Les chercheurs en viennent à trois conclusions. Tout d’abord que les voyants surclassent Microsoft quant à la courtoisie, la rapidité de réponse et le coût des services. Ensuite que Microsoft applique une meilleure politique de remboursement que le Psychic Friends Network. Finalement, la conclusion est que Microsoft et les voyants sont nez à nez dans leur compétence à fournir de l’aide technique sur les produits Microsoft... Rassurés ?

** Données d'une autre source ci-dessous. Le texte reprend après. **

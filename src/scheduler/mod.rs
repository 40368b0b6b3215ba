//! # Write Scheduler
//!
//! Decides *when* dirty leaderboard state is persisted, decoupling the
//! latency of a mutation from the latency of a durable write.
//!
//! ## States
//!
//! ```text
//!            mark_dirty                begin
//!   Clean ──────────────▶ DirtyPending ──────▶ Flushing
//!     ▲                        ▲                  │
//!     │   complete(ok), clean  │ complete(err) or │
//!     └────────────────────────┼──── redirtied ◀──┘
//! ```
//!
//! - A mutation moves `Clean → DirtyPending` and arms the timer for
//!   `lazy_save_time`. Further mutations do not push the deadline back.
//! - A mutation that lands while `Flushing` sets a *redirty* flag; the
//!   flush completes into `DirtyPending` and the timer is re-armed, so no
//!   write is lost.
//! - A failed flush returns to `DirtyPending` and re-arms the timer with
//!   exponential backoff from the [`RetryPolicy`].
//! - A flush that fails permanently also returns to `DirtyPending` but is
//!   *stalled*: no retry is armed until the next mutation or manual flush.
//! - A manual flush that finds the state `Clean` is a no-op.
//!
//! ## Timer worker
//!
//! Each scheduler owns one background thread (`rankstore-flush-<name>`).
//! It waits on a `crossbeam` command channel and an `after(deadline)`
//! timer, and calls [`FlushTarget::flush_due`] when the deadline passes.
//! The worker holds only a [`Weak`] reference to its target and exits once
//! the target is dropped, so the worker never keeps a store alive.

#[cfg(test)]
mod tests;

use std::{
    fmt, io,
    sync::{Mutex, MutexGuard, PoisonError, Weak},
    thread,
    time::{Duration, Instant},
};

use crossbeam::channel::{self, Receiver, Sender};
use tracing::{debug, trace, warn};

use crate::gateway::RetryPolicy;

/// Persistence state of a store.
#[derive(Debug, Clone, Copy, PartialEq, Eq)]
pub enum FlushState {
    /// Memory matches the backing store.
    Clean,

    /// Unpersisted mutations exist and a flush is scheduled.
    DirtyPending,

    /// A flush is in progress.
    Flushing,
}

impl fmt::Display for FlushState {
    fn fmt(&self, f: &mut fmt::Formatter<'_>) -> fmt::Result {
        f.write_str(match self {
            Self::Clean => "clean",
            Self::DirtyPending => "dirty-pending",
            Self::Flushing => "flushing",
        })
    }
}

/// Receiver of timer-driven flushes.
pub(crate) trait FlushTarget: Send + Sync {
    fn flush_due(&self);
}

enum Command {
    Arm(Instant),
    Disarm,
    Shutdown,
}

struct Worker {
    sender: Sender<Command>,
    handle: thread::JoinHandle<()>,
}

#[derive(Debug)]
struct Cycle {
    state: FlushState,
    redirty: bool,
    stalled: bool,
    failures: u32,
}

pub(crate) struct Scheduler {
    name: String,
    lazy_save_time: Option<Duration>,
    retry: RetryPolicy,
    cycle: Mutex<Cycle>,
    worker: Mutex<Option<Worker>>,
}

impl Scheduler {
    pub(crate) fn new(name: &str, lazy_save_time: Option<Duration>, retry: RetryPolicy) -> Self {
        Self {
            name: name.to_string(),
            lazy_save_time,
            retry,
            cycle: Mutex::new(Cycle {
                state: FlushState::Clean,
                redirty: false,
                stalled: false,
                failures: 0,
            }),
            worker: Mutex::new(None),
        }
    }

    /// Spawns the timer worker for `target`.
    pub(crate) fn start(&self, target: Weak<dyn FlushTarget>) -> io::Result<()> {
        let (sender, receiver) = channel::unbounded();
        let handle = thread::Builder::new()
            .name(format!("rankstore-flush-{}", self.name))
            .spawn(move || run_timer(receiver, target))?;
        *lock(&self.worker) = Some(Worker { sender, handle });
        Ok(())
    }

    pub(crate) fn state(&self) -> FlushState {
        lock(&self.cycle).state
    }

    /// `true` when lazy saving is disabled and every mutation flushes inline.
    pub(crate) fn is_synchronous(&self) -> bool {
        self.lazy_save_time.is_none()
    }

    /// Records a mutation.
    pub(crate) fn mark_dirty(&self) {
        let mut cycle = lock(&self.cycle);
        match cycle.state {
            FlushState::Clean => {
                cycle.state = FlushState::DirtyPending;
                drop(cycle);
                if let Some(delay) = self.lazy_save_time {
                    trace!(store = %self.name, ?delay, "flush timer armed");
                    self.send(Command::Arm(Instant::now() + delay));
                }
            }
            FlushState::DirtyPending if cycle.stalled => {
                cycle.stalled = false;
                drop(cycle);
                if let Some(delay) = self.lazy_save_time {
                    trace!(store = %self.name, ?delay, "stalled flush re-armed");
                    self.send(Command::Arm(Instant::now() + delay));
                }
            }
            FlushState::DirtyPending => {}
            FlushState::Flushing => cycle.redirty = true,
        }
    }

    /// Enters `Flushing`. Returns `false` when there is nothing to flush.
    pub(crate) fn begin(&self) -> bool {
        let mut cycle = lock(&self.cycle);
        if cycle.state != FlushState::DirtyPending {
            return false;
        }
        cycle.state = FlushState::Flushing;
        cycle.redirty = false;
        cycle.stalled = false;
        true
    }

    /// Leaves `Flushing` after a flush attempt.
    pub(crate) fn complete(&self, ok: bool) {
        let mut cycle = lock(&self.cycle);
        if ok {
            cycle.failures = 0;
            if cycle.redirty {
                cycle.redirty = false;
                cycle.state = FlushState::DirtyPending;
                drop(cycle);
                debug!(store = %self.name, "mutations arrived during flush, re-arming");
                if let Some(delay) = self.lazy_save_time {
                    self.send(Command::Arm(Instant::now() + delay));
                }
            } else {
                cycle.state = FlushState::Clean;
                drop(cycle);
                self.send(Command::Disarm);
            }
        } else {
            cycle.failures = cycle.failures.saturating_add(1);
            cycle.redirty = false;
            cycle.state = FlushState::DirtyPending;
            let delay = self.retry.backoff(cycle.failures);
            let failures = cycle.failures;
            drop(cycle);
            warn!(store = %self.name, failures, ?delay, "flush failed, retry scheduled");
            self.send(Command::Arm(Instant::now() + delay));
        }
    }

    /// Leaves `Flushing` after a failure that retrying cannot fix.
    ///
    /// The state stays dirty but the timer is disarmed; the next mutation
    /// or manual flush tries again.
    pub(crate) fn stall(&self) {
        let mut cycle = lock(&self.cycle);
        cycle.failures = cycle.failures.saturating_add(1);
        cycle.redirty = false;
        cycle.stalled = true;
        cycle.state = FlushState::DirtyPending;
        let failures = cycle.failures;
        drop(cycle);
        warn!(store = %self.name, failures, "flush failed permanently, waiting for next mutation");
        self.send(Command::Disarm);
    }

    /// `true` after a permanent failure until the next mutation or flush.
    pub(crate) fn is_stalled(&self) -> bool {
        lock(&self.cycle).stalled
    }

    /// Drops pending work and returns to `Clean`.
    pub(crate) fn reset(&self) {
        let mut cycle = lock(&self.cycle);
        cycle.state = FlushState::Clean;
        cycle.redirty = false;
        cycle.stalled = false;
        cycle.failures = 0;
        drop(cycle);
        self.send(Command::Disarm);
    }

    /// Stops the timer worker. Idempotent.
    pub(crate) fn shutdown(&self) {
        let Some(worker) = lock(&self.worker).take() else {
            return;
        };
        let _ = worker.sender.send(Command::Shutdown);
        // The last store handle may be released by the worker itself.
        if worker.handle.thread().id() != thread::current().id() {
            let _ = worker.handle.join();
        }
        debug!(store = %self.name, "flush timer stopped");
    }

    fn send(&self, command: Command) {
        if let Some(worker) = lock(&self.worker).as_ref() {
            let _ = worker.sender.send(command);
        }
    }
}

impl Drop for Scheduler {
    fn drop(&mut self) {
        self.shutdown();
    }
}

fn lock<T>(mutex: &Mutex<T>) -> MutexGuard<'_, T> {
    mutex.lock().unwrap_or_else(PoisonError::into_inner)
}

fn run_timer(commands: Receiver<Command>, target: Weak<dyn FlushTarget>) {
    let mut deadline: Option<Instant> = None;
    loop {
        let timeout = match deadline {
            Some(at) => channel::at(at),
            None => channel::never(),
        };
        channel::select! {
            recv(commands) -> command => match command {
                Ok(Command::Arm(at)) => deadline = Some(at),
                Ok(Command::Disarm) => deadline = None,
                Ok(Command::Shutdown) | Err(_) => return,
            },
            recv(timeout) -> _ => {
                deadline = None;
                match target.upgrade() {
                    Some(target) => target.flush_due(),
                    None => return,
                }
            }
        }
    }
}
impl RankStore {
    /// Creates a store and starts its flush timer. Performs no I/O.
    pub(crate) fn open(config: StoreConfig, gateway: Gateway) -> Result<Self, StoreError> {
        config.validate()?;

        let order = Order::from_ascending(config.ascending);
        let empty_payload = codec::encode_payload(&[], config.compression)?;
        let scheduler = Scheduler::new(&config.name, config.lazy_save_time, gateway.retry_policy());
        let state = StoreState {
            collection: config.data_structure.build(order),
            manifest: Manifest::new(0, config.num_buckets),
            manifest_stored: false,
            written: Vec::new(),
            hydrated: false,
        };

        let shared = Arc::new(StoreShared {
            config,
            order,
            gateway,
            scheduler,
            state: RwLock::new(state),
            flush_lock: Mutex::new(()),
            empty_payload,
            closed: AtomicBool::new(false),
        });

        let target: Weak<StoreShared> = Arc::downgrade(&shared);
        shared
            .scheduler
            .start(target)
            .map_err(|e| StoreError::Internal(format!("failed to spawn flush timer: {e}")))?;

        info!(
            store = %shared.config.name,
            buckets = shared.config.num_buckets,
            max_bucket_size = shared.config.max_bucket_size,
            data_structure = shared.config.data_structure.name(),
            compression = shared.config.compression.name(),
            lazy_save_time = ?shared.config.lazy_save_time,
            "rank store created"
        );
        Ok(Self { shared })
    }

    pub fn config(&self) -> &StoreConfig {
        &self.shared.config
    }

    pub fn name(&self) -> &str {
        &self.shared.config.name
    }

    pub fn order(&self) -> Order {
        self.shared.order
    }

    pub fn flush_state(&self) -> FlushState {
        self.shared.scheduler.state()
    }

    pub fn is_closed(&self) -> bool {
        self.shared.closed.load(Ordering::Acquire)
    }

    // --------------------------------------------------------------------------------------------
    // Mutations
    // --------------------------------------------------------------------------------------------

    /// Inserts `id` or moves it to `score`, returning its rank before and after.
    ///
    /// The update is applied in memory and succeeds even if persisting it
    /// later fails. With lazy saving disabled the store is flushed before
    /// returning; a failure there is logged and retried in the background.
    ///
    /// # Errors
    ///
    /// - [`StoreError::InvalidArgument`] if `score` is not finite.
    /// - [`StoreError::CapacityExceeded`] if `id` is new and the layout is full.
    pub fn set_score(&self, id: Identity, score: f64) -> Result<SetResult, StoreError> {
        self.check_open()?;
        if !score.is_finite() {
            return Err(StoreError::InvalidArgument(format!(
                "score must be finite, got {score}"
            )));
        }
        self.shared.ensure_hydrated()?;

        let result = {
            let mut state = self.shared.write()?;
            if !state.collection.contains(id) {
                partition::check_capacity(
                    state.collection.len() + 1,
                    state.manifest.num_buckets,
                    self.shared.config.max_bucket_size,
                )?;
            }
            let result = state.collection.upsert(Entry::new(id, score));
            self.shared.scheduler.mark_dirty();
            result
        };
        trace!(store = %self.name(), id, score, prev_rank = ?result.prev_rank, new_rank = result.new_rank, "score set");

        if self.shared.scheduler.is_synchronous() {
            if let Err(e) = self.shared.flush() {
                warn!(store = %self.name(), error = %e, "synchronous flush failed");
            }
        }
        Ok(result)
    }

    /// Grows the bucket count to `num_buckets` and rewrites every bucket.
    ///
    /// This is O(n) in the leaderboard size and meant to be rare.
    ///
    /// # Errors
    ///
    /// - [`StoreError::InvalidArgument`] unless `num_buckets` exceeds the current count.
    /// - [`StoreError::CapacityExceeded`] if the entries still do not fit.
    /// - [`StoreError::Gateway`] if persisting the new layout fails; the new
    ///   layout stays in effect and is retried in the background.
    pub fn update_num_buckets(&self, num_buckets: usize) -> Result<(), StoreError> {
        self.check_open()?;
        self.shared.ensure_hydrated()?;

        let _flush = self.shared.lock_flush()?;
        let snapshot = {
            let mut state = self.shared.write()?;
            let current = state.manifest.num_buckets;
            let payloads = partition::redistribute(
                state.collection.as_ref(),
                current,
                num_buckets,
                self.shared.config.max_bucket_size,
                self.shared.config.compression,
            )?;

            state.manifest.num_buckets = num_buckets;
            state.manifest_stored = false;
            state.written = vec![None; num_buckets];
            self.shared.scheduler.mark_dirty();

            info!(store = %self.name(), from = current, to = num_buckets, entries = state.collection.len(), "redistributing buckets");
            Snapshot {
                epoch: state.manifest.epoch,
                manifest: Some(state.manifest),
                writes: payloads.into_iter().enumerate().collect(),
            }
        };

        if self.shared.scheduler.begin() {
            let outcome = self.shared.write_snapshot(snapshot);
            self.shared.settle(&outcome);
            outcome?;
        }
        Ok(())
    }

    /// Empties the leaderboard by advancing its epoch.
    ///
    /// Old-epoch buckets are abandoned in the backend, not deleted. Pending
    /// unflushed mutations are discarded.
    pub fn clear(&self) -> Result<(), StoreError> {
        self.check_open()?;
        self.shared.ensure_hydrated()?;

        let _flush = self.shared.lock_flush()?;
        let current = self.shared.read()?.manifest;
        let next = self.shared.gateway.advance_epoch(&self.shared.config.name, current)?;

        let mut state = self.shared.write()?;
        state.collection.clear();
        state.manifest = next;
        state.manifest_stored = true;
        state.written = vec![Some(self.shared.empty_payload.clone()); next.num_buckets];
        self.shared.scheduler.reset();
        Ok(())
    }

    // --------------------------------------------------------------------------------------------
    // Reads
    // --------------------------------------------------------------------------------------------

    /// Looks up `id` with its current rank.
    ///
    /// # Errors
    ///
    /// [`StoreError::NotFound`] if `id` has no score.
    pub fn get_entry(&self, id: Identity) -> Result<RankedEntry, StoreError> {
        self.check_open()?;
        self.shared.ensure_hydrated()?;
        self.shared
            .read()?
            .collection
            .get(id)
            .ok_or(StoreError::NotFound(id))
    }

    /// Up to `n` entries from the head of the ranking.
    ///
    /// # Errors
    ///
    /// [`StoreError::InvalidArgument`] if `n` is zero.
    pub fn get_top_scores(&self, n: usize) -> Result<Vec<RankedEntry>, StoreError> {
        self.check_open()?;
        if n == 0 {
            return Err(StoreError::InvalidArgument("n must be positive".into()));
        }
        self.shared.ensure_hydrated()?;
        Ok(self.shared.read()?.collection.top(n))
    }

    /// Number of entries.
    pub fn len(&self) -> Result<usize, StoreError> {
        self.check_open()?;
        self.shared.ensure_hydrated()?;
        Ok(self.shared.read()?.collection.len())
    }

    pub fn is_empty(&self) -> Result<bool, StoreError> {
        Ok(self.len()? == 0)
    }

    /// Bucket count currently in effect.
    pub fn num_buckets(&self) -> Result<usize, StoreError> {
        self.check_open()?;
        self.shared.ensure_hydrated()?;
        Ok(self.shared.read()?.manifest.num_buckets)
    }

    /// Epoch currently addressed in the backend.
    pub fn epoch(&self) -> Result<u64, StoreError> {
        self.check_open()?;
        self.shared.ensure_hydrated()?;
        Ok(self.shared.read()?.manifest.epoch)
    }

    // --------------------------------------------------------------------------------------------
    // Persistence
    // --------------------------------------------------------------------------------------------

    /// Persists pending mutations now. A no-op when nothing is dirty.
    ///
    /// # Errors
    ///
    /// [`StoreError::Gateway`] if the backend write fails after retries.
    /// The mutations stay pending and a background retry is scheduled.
    pub fn flush_buffer(&self) -> Result<(), StoreError> {
        self.check_open()?;
        self.shared.flush().map(|_| ())
    }

    /// Stops the flush timer and persists pending mutations.
    ///
    /// Later calls on any clone return [`StoreError::Closed`]. Calling
    /// `close` more than once is harmless.
    pub fn close(&self) -> Result<(), StoreError> {
        if self.shared.closed.swap(true, Ordering::AcqRel) {
            return Ok(());
        }
        self.shared.scheduler.shutdown();
        self.shared.flush()?;
        info!(store = %self.name(), "rank store closed");
        Ok(())
    }

    fn check_open(&self) -> Result<(), StoreError> {
        if self.is_closed() {
            return Err(StoreError::Closed);
        }
        Ok(())
    }
}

Ainsi l’inaptitude du logiciel de banque de données Microsoft Access à établir une connexion avec deux serveurs Sybase, fût résolue chez Microsoft en invitant l’usager à consulter le fichier d’aide du logiciel, alors que le voyant de service au Psychic Friends Network l’attribua rapidement à un mauvais contact découlant de frustrations sexuelles, spirituelles ou émotionnelles. Rassurés ?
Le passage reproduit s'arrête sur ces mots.